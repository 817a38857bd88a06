use anyhow::Result;
use carryit_core::logging::{LogConfig, init_tracing};
use std::fs::OpenOptions;
use std::path::Path;
use tracing::Level;
use tracing_subscriber::{EnvFilter, layer::SubscriberExt, util::SubscriberInitExt};

/// Initialize logging for the CLI
///
/// Logs go to stderr; with `log_file` set they are also appended to that
/// file without ANSI colors.
pub fn init_logging(log_level: Level, json: bool, log_file: Option<&Path>) -> Result<()> {
    let log_level = log_level.as_str().to_lowercase();

    match log_file {
        Some(path) => init_file_logging(&log_level, path),
        None => {
            init_tracing(&LogConfig { log_level, json })?;
            Ok(())
        }
    }
}

fn init_file_logging(level: &str, path: &Path) -> Result<()> {
    let env_filter = EnvFilter::try_from_default_env()
        .unwrap_or_else(|_| LogConfig::crate_filter(level).into());

    if let Some(parent) = path.parent() {
        std::fs::create_dir_all(parent)?;
    }
    let log_file = OpenOptions::new().create(true).append(true).open(path)?;

    tracing_subscriber::registry()
        .with(env_filter)
        .with(
            tracing_subscriber::fmt::layer()
                .with_writer(log_file)
                .with_ansi(false),
        )
        .with(tracing_subscriber::fmt::layer().with_writer(std::io::stderr))
        .try_init()?;

    Ok(())
}
//! Inspection booking client methods

use super::request::{ApiRequest, ListParams};
use super::{ApiClient, ClientError};
use serde_json::Value as JsonValue;

impl ApiClient {
    /// List inspections, optionally filtered (e.g. by `status`)
    pub async fn list_inspections(&self, params: &ListParams) -> Result<JsonValue, ClientError> {
        let path = params.apply("/rental-units/inspections");
        self.execute(&ApiRequest::get(path)).await
    }

    /// Get an inspection
    pub async fn get_inspection(&self, inspection_id: i64) -> Result<JsonValue, ClientError> {
        let path = format!("/rental-units/inspections/{inspection_id}");
        self.execute(&ApiRequest::get(path)).await
    }

    /// Book an inspection for a rental unit
    pub async fn book_inspection(
        &self,
        unit_id: i64,
        inspection: JsonValue,
    ) -> Result<JsonValue, ClientError> {
        let path = format!("/rental-units/{unit_id}/book-inspection");
        self.execute(&ApiRequest::post(path).json(inspection)).await
    }

    /// Update an inspection
    pub async fn update_inspection(
        &self,
        inspection_id: i64,
        inspection: JsonValue,
    ) -> Result<JsonValue, ClientError> {
        let path = format!("/rental-units/inspections/{inspection_id}");
        self.execute(&ApiRequest::put(path).json(inspection)).await
    }

    /// Cancel an inspection
    pub async fn cancel_inspection(&self, inspection_id: i64) -> Result<JsonValue, ClientError> {
        let path = format!("/rental-units/inspections/{inspection_id}");
        self.execute(&ApiRequest::delete(path)).await
    }

    /// Inspections booked by the signed-in user
    pub async fn my_inspection_bookings(&self) -> Result<JsonValue, ClientError> {
        self.execute(&ApiRequest::get("/rental-units/inspections/my-bookings"))
            .await
    }

    /// Inspections awaiting confirmation
    pub async fn pending_inspections(&self) -> Result<JsonValue, ClientError> {
        self.execute(&ApiRequest::get("/rental-units/inspections/pending"))
            .await
    }

    /// Inspections for one rental unit
    pub async fn unit_inspections(&self, unit_id: i64) -> Result<JsonValue, ClientError> {
        let path = format!("/rental-units/{unit_id}/inspections");
        self.execute(&ApiRequest::get(path)).await
    }
}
———
From the records, copy out each line that includes the string "Some".

        Some(path) => init_file_logging(&log_level, path),
    if let Some(parent) = path.parent() {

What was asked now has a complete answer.